According to experimental results, compared with the conventional method, the sodium bentonite prepared by the invention has obvious modification effect, meets the quality index (GB/T20973-2020) of the sodium bentonite for metallurgical pellets, has wide application prospect, and is suitable for large-scale industrial production.

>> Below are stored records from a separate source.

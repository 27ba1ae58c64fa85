use std::collections::HashMap;

use serde::{Deserialize, Serialize};
use serde_json::Value;

use crate::domain::error::TranslateError;
use crate::domain::settings::{ApiKeys, TranslationSettings};
use crate::domain::types::{ChunkingBudget, TranslationRequest};

/// LLM プロバイダー
#[derive(Debug, Clone, Copy, PartialEq, Eq, Hash, Serialize, Deserialize)]
pub enum ProviderId {
    #[serde(rename = "xai")]
    Xai,
    #[serde(rename = "deepseek")]
    DeepSeek,
    #[serde(rename = "openrouter")]
    OpenRouter,
}

/// プロバイダーごとの固定設定
#[derive(Debug)]
pub struct ProviderSpec {
    pub id: ProviderId,
    pub display_name: &'static str,
    pub endpoint: &'static str,
    /// このプレフィックスで始まるモデルIDをこのプロバイダーに振り分ける
    pub model_prefix: &'static str,
    /// 送信時にモデルIDからプレフィックスを外すか
    pub strip_prefix: bool,
    pub max_output_tokens: u32,
    /// 未設定を示すキーの値
    pub key_placeholder: &'static str,
    pub default_chunk_tokens: usize,
}

/// 未知モデルのチャンク上限
pub const DEFAULT_CHUNK_TOKENS: usize = 6000;

/// プレフィックスの長い順（openrouter/deepseek/... を DeepSeek に誤判定しない）
pub static PROVIDERS: [ProviderSpec; 3] = [
    ProviderSpec {
        id: ProviderId::OpenRouter,
        display_name: "OpenRouter",
        endpoint: "https://openrouter.ai/api/v1/chat/completions",
        model_prefix: "openrouter/",
        strip_prefix: true,
        max_output_tokens: 16384,
        key_placeholder: "YOUR_OPENROUTER_API_KEY",
        default_chunk_tokens: 6000,
    },
    ProviderSpec {
        id: ProviderId::Xai,
        display_name: "xAI",
        endpoint: "https://api.x.ai/v1/chat/completions",
        model_prefix: "grok-",
        strip_prefix: false,
        max_output_tokens: 131072,
        key_placeholder: "YOUR_XAI_API_KEY",
        default_chunk_tokens: 22000,
    },
    ProviderSpec {
        id: ProviderId::DeepSeek,
        display_name: "DeepSeek",
        endpoint: "https://api.deepseek.com/chat/completions",
        model_prefix: "deepseek-",
        strip_prefix: false,
        max_output_tokens: 8192,
        key_placeholder: "YOUR_DEEPSEEK_API_KEY",
        default_chunk_tokens: 6000,
    },
];

impl ProviderId {
    pub fn spec(&self) -> &'static ProviderSpec {
        match self {
            Self::OpenRouter => &PROVIDERS[0],
            Self::Xai => &PROVIDERS[1],
            Self::DeepSeek => &PROVIDERS[2],
        }
    }

    pub fn as_str(&self) -> &'static str {
        match self {
            Self::Xai => "xai",
            Self::DeepSeek => "deepseek",
            Self::OpenRouter => "openrouter",
        }
    }
}

/// モデルIDからプロバイダーを引く
pub fn provider_for_model(model: &str) -> Option<&'static ProviderSpec> {
    let model = model.trim();
    PROVIDERS
        .iter()
        .find(|p| model.starts_with(p.model_prefix) && model.len() > p.model_prefix.len())
}

/// 解決済みの送信先
#[derive(Debug, Clone)]
pub struct ResolvedModel {
    pub spec: &'static ProviderSpec,
    pub endpoint: String,
    /// リクエストボディに入れるモデル名
    pub wire_model: String,
}

/// エンドポイントの上書きを持つプロバイダー表
#[derive(Debug, Clone, Default)]
pub struct ProviderRegistry {
    endpoints: HashMap<ProviderId, String>,
}

impl ProviderRegistry {
    pub fn new() -> Self {
        Self::default()
    }

    /// テストやプロキシ用にエンドポイントを差し替える
    pub fn with_endpoint(mut self, id: ProviderId, endpoint: impl Into<String>) -> Self {
        self.endpoints.insert(id, endpoint.into());
        self
    }

    pub fn resolve(&self, model: &str) -> Result<ResolvedModel, TranslateError> {
        let spec = provider_for_model(model)
            .ok_or_else(|| TranslateError::UnsupportedModel(model.to_string()))?;
        let model = model.trim();
        let wire_model = if spec.strip_prefix {
            model[spec.model_prefix.len()..].to_string()
        } else {
            model.to_string()
        };
        let endpoint = self
            .endpoints
            .get(&spec.id)
            .cloned()
            .unwrap_or_else(|| spec.endpoint.to_string());

        Ok(ResolvedModel {
            spec,
            endpoint,
            wire_model,
        })
    }
}

#[derive(Debug, Clone, PartialEq, Serialize, Deserialize)]
pub struct ChatMessage {
    pub role: String,
    pub content: String,
}

/// Chat Completions 互換のリクエストボディ
#[derive(Debug, Clone, PartialEq, Serialize, Deserialize)]
pub struct ChatRequest {
    pub model: String,
    pub messages: Vec<ChatMessage>,
    pub temperature: f32,
    pub stream: bool,
    pub max_tokens: u32,
}

pub fn build_body(resolved: &ResolvedModel, request: &TranslationRequest) -> ChatRequest {
    ChatRequest {
        model: resolved.wire_model.clone(),
        messages: vec![ChatMessage {
            role: "user".to_string(),
            content: request.prompt.clone(),
        }],
        temperature: request.temperature,
        stream: request.stream,
        max_tokens: resolved.spec.max_output_tokens,
    }
}

/// 非ストリーミング応答から本文を取り出す
pub fn extract_completion(body: &Value) -> Option<String> {
    body["choices"][0]["message"]["content"]
        .as_str()
        .map(str::to_string)
}

/// エラー応答から表示用メッセージを取り出す
pub fn extract_error_message(body: &str) -> String {
    let raw = body.trim();
    if let Ok(json) = serde_json::from_str::<Value>(raw) {
        let candidates = [
            &json["error"]["message"],
            &json["error"],
            &json["message"],
            &json["detail"],
        ];
        for candidate in candidates {
            if let Some(msg) = candidate.as_str().filter(|m| !m.trim().is_empty()) {
                return msg.trim().to_string();
            }
        }
    }
    if raw.is_empty() {
        "Unknown error".to_string()
    } else {
        raw.to_string()
    }
}

/// プロバイダー別の API キー
#[derive(Debug, Clone, Default)]
pub struct Credentials {
    keys: HashMap<ProviderId, String>,
}

impl Credentials {
    pub fn new() -> Self {
        Self::default()
    }

    pub fn from_keys(keys: &ApiKeys) -> Self {
        let mut credentials = Self::new();
        let pairs = [
            (ProviderId::Xai, &keys.xai),
            (ProviderId::DeepSeek, &keys.deepseek),
            (ProviderId::OpenRouter, &keys.openrouter),
        ];
        for (id, key) in pairs {
            if let Some(key) = key {
                credentials.keys.insert(id, key.clone());
            }
        }
        credentials
    }

    pub fn with_key(mut self, id: ProviderId, key: impl Into<String>) -> Self {
        self.keys.insert(id, key.into());
        self
    }

    /// 空・プレースホルダーのキーは未設定扱い
    pub fn key_for(&self, spec: &ProviderSpec) -> Result<&str, TranslateError> {
        self.keys
            .get(&spec.id)
            .map(|k| k.trim())
            .filter(|k| !k.is_empty() && *k != spec.key_placeholder)
            .ok_or_else(|| TranslateError::ApiKeyMissing {
                provider: spec.display_name.to_string(),
            })
    }

    /// モデルに必要なキーが揃っているか（実行前の警告用）
    pub fn check(&self, model: &str) -> Result<(), TranslateError> {
        let spec = provider_for_model(model)
            .ok_or_else(|| TranslateError::UnsupportedModel(model.to_string()))?;
        self.key_for(spec).map(|_| ())
    }
}

/// モデルのチャンク上限（設定の上書き > プロバイダー既定値）
pub fn chunk_budget(model: &str, settings: &TranslationSettings) -> ChunkingBudget {
    let max_tokens = settings
        .chunk_token_override(model)
        .or_else(|| provider_for_model(model).map(|p| p.default_chunk_tokens))
        .unwrap_or(DEFAULT_CHUNK_TOKENS);
    ChunkingBudget::new(max_tokens)
}

#[cfg(test)]
mod tests {
    use super::*;

    fn request(prompt: &str, stream: bool) -> TranslationRequest {
        TranslationRequest {
            prompt: prompt.to_string(),
            model: String::new(),
            temperature: 0.7,
            stream,
        }
    }

    #[test]
    fn test_deepseek_dispatch() {
        let resolved = ProviderRegistry::new().resolve("deepseek-chat").unwrap();
        assert_eq!(resolved.spec.id, ProviderId::DeepSeek);
        assert_eq!(resolved.endpoint, "https://api.deepseek.com/chat/completions");
        let body = build_body(&resolved, &request("p", false));
        assert_eq!(body.model, "deepseek-chat");
        assert_eq!(body.max_tokens, 8192);
    }

    #[test]
    fn test_grok_dispatch() {
        let resolved = ProviderRegistry::new().resolve("grok-3-mini").unwrap();
        assert_eq!(resolved.spec.id, ProviderId::Xai);
        let body = build_body(&resolved, &request("p", true));
        assert_eq!(body.max_tokens, 131072);
        assert!(body.stream);
    }

    #[test]
    fn test_openrouter_prefix_stripped() {
        let resolved = ProviderRegistry::new()
            .resolve("openrouter/deepseek/deepseek-r1")
            .unwrap();
        assert_eq!(resolved.spec.id, ProviderId::OpenRouter);
        assert_eq!(resolved.wire_model, "deepseek/deepseek-r1");

        let json = serde_json::to_value(build_body(&resolved, &request("hello", false))).unwrap();
        assert_eq!(json["model"], "deepseek/deepseek-r1");
        assert_eq!(json["messages"][0]["role"], "user");
        assert_eq!(json["messages"][0]["content"], "hello");
    }

    #[test]
    fn test_unknown_model_rejected() {
        let err = ProviderRegistry::new().resolve("gpt-4o").unwrap_err();
        assert_eq!(err, TranslateError::UnsupportedModel("gpt-4o".into()));
        assert!(provider_for_model("grok-").is_none());
    }

    #[test]
    fn test_endpoint_override() {
        let registry =
            ProviderRegistry::new().with_endpoint(ProviderId::Xai, "http://127.0.0.1:1/v1");
        assert_eq!(registry.resolve("grok-3").unwrap().endpoint, "http://127.0.0.1:1/v1");
        assert_eq!(
            registry.resolve("deepseek-chat").unwrap().endpoint,
            ProviderId::DeepSeek.spec().endpoint
        );
    }

    #[test]
    fn test_spec_lookup_matches_table() {
        for spec in &PROVIDERS {
            assert_eq!(spec.id.spec().model_prefix, spec.model_prefix);
        }
    }

    #[test]
    fn test_placeholder_key_is_missing() {
        let creds = Credentials::new()
            .with_key(ProviderId::Xai, "YOUR_XAI_API_KEY")
            .with_key(ProviderId::DeepSeek, "  ");
        assert!(matches!(
            creds.check("grok-3"),
            Err(TranslateError::ApiKeyMissing { .. })
        ));
        assert!(creds.check("deepseek-chat").is_err());
        assert!(creds.check("openrouter/x").is_err());

        let creds = creds.with_key(ProviderId::Xai, "xai-123");
        assert_eq!(creds.key_for(ProviderId::Xai.spec()).unwrap(), "xai-123");
    }

    #[test]
    fn test_credentials_from_settings_keys() {
        let keys = ApiKeys {
            xai: None,
            deepseek: Some("sk-1".into()),
            openrouter: None,
        };
        let creds = Credentials::from_keys(&keys);
        assert!(creds.check("deepseek-chat").is_ok());
        assert!(creds.check("grok-3").is_err());
    }

    #[test]
    fn test_error_message_extraction() {
        assert_eq!(
            extract_error_message(r#"{"error":{"message":"Invalid key"}}"#),
            "Invalid key"
        );
        assert_eq!(extract_error_message(r#"{"message":"Too many"}"#), "Too many");
        assert_eq!(extract_error_message(r#"{"detail":"Not found"}"#), "Not found");
        assert_eq!(extract_error_message(r#"{"error":"bad model"}"#), "bad model");
        assert_eq!(extract_error_message("Gateway Timeout"), "Gateway Timeout");
        assert_eq!(extract_error_message(""), "Unknown error");
    }

    #[test]
    fn test_extract_completion() {
        let body: Value =
            serde_json::from_str(r#"{"choices":[{"message":{"content":"Hi"}}]}"#).unwrap();
        assert_eq!(extract_completion(&body).as_deref(), Some("Hi"));
        let body: Value = serde_json::from_str(r#"{"choices":[]}"#).unwrap();
        assert!(extract_completion(&body).is_none());
    }

    #[test]
    fn test_chunk_budget() {
        let mut settings = TranslationSettings::default();
        assert_eq!(chunk_budget("grok-3", &settings).max_tokens, 22000);
        assert_eq!(chunk_budget("deepseek-chat", &settings).max_tokens, 6000);
        assert_eq!(chunk_budget("mystery", &settings).max_tokens, DEFAULT_CHUNK_TOKENS);
        settings.chunk_token_overrides.insert("grok-3".into(), 1000);
        assert_eq!(chunk_budget("grok-3", &settings).max_tokens, 1000);
    }
}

Table 1: results of testing Properties of samples of sodium bentonite for metallurgical pellets obtained in examples 1 to 3

Claims

1. A preparation method of sodium bentonite for metallurgical pellets based on red mud is characterized by comprising the following specific steps:

(1) respectively grinding calcium-based bentonite powder and red mud to the particle size of less than 75 microns, then adding ground red mud accounting for 15-45% of the mass of the calcium-based bentonite into the ground calcium-based bentonite to serve as a sodium modifier, uniformly stirring and mixing, and placing the mixture in a sealing bag, wherein the red mud is the solid waste red mud obtained from the Bayer process alumina industry;

(2) fully mixing and uniformly dispersing the ground calcium-based bentonite obtained in the step (1) with red mud, standing at room temperature for 15-30 days, and performing sodium treatment without adding water to obtain sodium-based bentonite;

(3) measuring the sieving rate of the sodium bentonite obtained in the step (2) on a shaker by adopting a test sieve with the diameter of a hole sieve of 75 mu m; the swelling capacity was measured by calculating the volume of 1g of sodium bentonite after swelling in 25mL of 1mol/L hydrochloric acid +75mL of ultrapure water solution in a 100mL stoppered cylinder for 24 hours.